Segment Open
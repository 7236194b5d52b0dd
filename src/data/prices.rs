//! Price series: `date,price`

use super::{csv_reader, map_csv_error, open_csv, READER_ORIGIN};
use crate::error::{FinanceError, Result};
use crate::finance::{PriceSeries, MIN_PRICES};
use log::debug;
use serde::Deserialize;
use std::path::Path;

#[derive(Debug, Deserialize)]
struct CsvRow {
    /// Required column, never interpreted
    #[serde(rename = "date")]
    _date: String,
    price: f64,
}

/// Closing prices from a CSV file, in file order
pub fn read_prices_csv<P: AsRef<Path>>(path: P) -> Result<Vec<f64>> {
    let path = path.as_ref();
    let reader = open_csv(path)?;
    collect_prices(reader, &path.display().to_string())
}

/// Closing prices from any reader (e.g., string buffer)
pub fn read_prices_from_reader<R: std::io::Read>(reader: R) -> Result<Vec<f64>> {
    collect_prices(csv_reader(reader), READER_ORIGIN)
}

/// Load a validated [`PriceSeries`] from a CSV file
pub fn read_price_series<P: AsRef<Path>>(path: P) -> Result<PriceSeries> {
    PriceSeries::new(read_prices_csv(path)?)
}

fn collect_prices<R: std::io::Read>(mut reader: csv::Reader<R>, origin: &str) -> Result<Vec<f64>> {
    let mut prices = Vec::new();

    for result in reader.deserialize() {
        let row: CsvRow = result.map_err(|e| map_csv_error(origin, e))?;
        prices.push(row.price);
    }

    if prices.len() < MIN_PRICES {
        return Err(FinanceError::InsufficientData {
            needed: MIN_PRICES,
            found: prices.len(),
        });
    }

    debug!("Loaded {} prices from {}", prices.len(), origin);
    Ok(prices)
}

#[cfg(test)]
mod tests {
    use super::*;
    use crate::finance::{equity_curve_from_prices, simple_returns};
    use approx::assert_abs_diff_eq;
    use std::io::Write;
    use tempfile::NamedTempFile;

    #[test]
    fn test_prices_in_file_order() {
        let data = "date,price\n2024-01-02,100\n2024-01-03,105\n2024-01-04,110.25\n";
        let prices = read_prices_from_reader(data.as_bytes()).unwrap();
        assert_eq!(prices, vec![100.0, 105.0, 110.25]);
    }

    #[test]
    fn test_returns_from_loaded_file() {
        let mut file = NamedTempFile::new().unwrap();
        writeln!(file, "date,price").unwrap();
        writeln!(file, "2024-01-02,100").unwrap();
        writeln!(file, "2024-01-03,105").unwrap();
        writeln!(file, "2024-01-04,110.25").unwrap();
        file.flush().unwrap();

        let prices = read_prices_csv(file.path()).unwrap();

        let returns = simple_returns(&prices);
        assert_abs_diff_eq!(returns[0], 0.05, epsilon = 1e-9);
        assert_abs_diff_eq!(returns[1], 0.05, epsilon = 1e-9);

        let curve = equity_curve_from_prices(&prices);
        assert_abs_diff_eq!(curve[0], 1.0);
        assert_abs_diff_eq!(curve[1], 1.05, epsilon = 1e-9);
        assert_abs_diff_eq!(curve[2], 1.1025, epsilon = 1e-9);
    }

    #[test]
    fn test_single_row_is_insufficient() {
        let err = read_prices_from_reader("date,price\n2024-01-02,100\n".as_bytes()).unwrap_err();
        assert!(matches!(err, FinanceError::InsufficientData { needed: 2, found: 1 }));
    }

    #[test]
    fn test_header_only_is_insufficient() {
        let err = read_prices_from_reader("date,price\n".as_bytes()).unwrap_err();
        assert!(matches!(err, FinanceError::InsufficientData { found: 0, .. }));
    }

    #[test]
    fn test_date_column_required() {
        let err = read_prices_from_reader("price\n100\n101\n".as_bytes()).unwrap_err();
        assert!(matches!(err, FinanceError::Format { .. }), "got {:?}", err);
    }

    #[test]
    fn test_date_not_validated() {
        let prices = read_prices_from_reader("date,price\nyesterday,1\n,2\n".as_bytes()).unwrap();
        assert_eq!(prices, vec![1.0, 2.0]);
    }

    #[test]
    fn test_bad_price_is_format_error() {
        let err = read_prices_from_reader("date,price\nd1,100\nd2,n/a\n".as_bytes()).unwrap_err();
        assert!(matches!(err, FinanceError::Format { .. }), "got {:?}", err);
    }

    #[test]
    fn test_missing_file() {
        let err = read_price_series("no_such_prices.csv").unwrap_err();
        assert!(matches!(err, FinanceError::FileAccess { .. }));
    }
}
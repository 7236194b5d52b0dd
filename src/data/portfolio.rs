//! Portfolio holdings: `ticker,shares,price`

use super::{csv_reader, map_csv_error, open_csv, READER_ORIGIN};
use crate::error::Result;
use log::debug;
use serde::{Deserialize, Serialize};
use std::path::Path;

/// Raw CSV row; columns are matched by header name, in any order
#[derive(Debug, Deserialize)]
struct CsvRow {
    ticker: String,
    shares: f64,
    price: f64,
}

impl CsvRow {
    fn into_holding(self) -> PortfolioHolding {
        PortfolioHolding {
            value: self.shares * self.price,
            ticker: self.ticker,
            shares: self.shares,
            price: self.price,
        }
    }
}

/// A single position
#[derive(Debug, Clone, PartialEq, Serialize, Deserialize)]
pub struct PortfolioHolding {
    pub ticker: String,
    pub shares: f64,
    pub price: f64,
    /// shares * price
    pub value: f64,
}

/// Load holdings from a CSV file, in file order
pub fn read_portfolio_csv<P: AsRef<Path>>(path: P) -> Result<Vec<PortfolioHolding>> {
    let path = path.as_ref();
    let reader = open_csv(path)?;
    collect_holdings(reader, &path.display().to_string())
}

/// Load holdings from any reader (e.g., string buffer)
pub fn read_portfolio_from_reader<R: std::io::Read>(reader: R) -> Result<Vec<PortfolioHolding>> {
    collect_holdings(csv_reader(reader), READER_ORIGIN)
}

fn collect_holdings<R: std::io::Read>(mut reader: csv::Reader<R>, origin: &str) -> Result<Vec<PortfolioHolding>> {
    let mut holdings = Vec::new();

    for result in reader.deserialize() {
        let row: CsvRow = result.map_err(|e| map_csv_error(origin, e))?;
        holdings.push(row.into_holding());
    }

    debug!("Loaded {} holdings from {}", holdings.len(), origin);
    Ok(holdings)
}

/// Holdings with their aggregate value and weights
#[derive(Debug, Clone, PartialEq, Serialize, Deserialize)]
pub struct PortfolioSnapshot {
    pub holdings: Vec<PortfolioHolding>,
}

impl PortfolioSnapshot {
    pub fn new(holdings: Vec<PortfolioHolding>) -> Self {
        Self { holdings }
    }

    pub fn total_value(&self) -> f64 {
        self.holdings.iter().map(|h| h.value).sum()
    }

    /// Share of total value held in `holding`; zero for an empty or zero-valued portfolio
    pub fn weight(&self, holding: &PortfolioHolding) -> f64 {
        let total = self.total_value();
        if total == 0.0 {
            0.0
        } else {
            holding.value / total
        }
    }

    /// (holding, weight) pairs in file order
    pub fn weighted(&self) -> impl Iterator<Item = (&PortfolioHolding, f64)> + '_ {
        self.holdings.iter().map(move |h| (h, self.weight(h)))
    }
}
Segment Closed
Every line above that contains the word "matches" should be reported.

        assert!(matches!(err, FinanceError::InsufficientData { needed: 2, found: 1 }));
        assert!(matches!(err, FinanceError::InsufficientData { found: 0, .. }));
        assert!(matches!(err, FinanceError::Format { .. }), "got {:?}", err);
        assert!(matches!(err, FinanceError::Format { .. }), "got {:?}", err);
        assert!(matches!(err, FinanceError::FileAccess { .. }));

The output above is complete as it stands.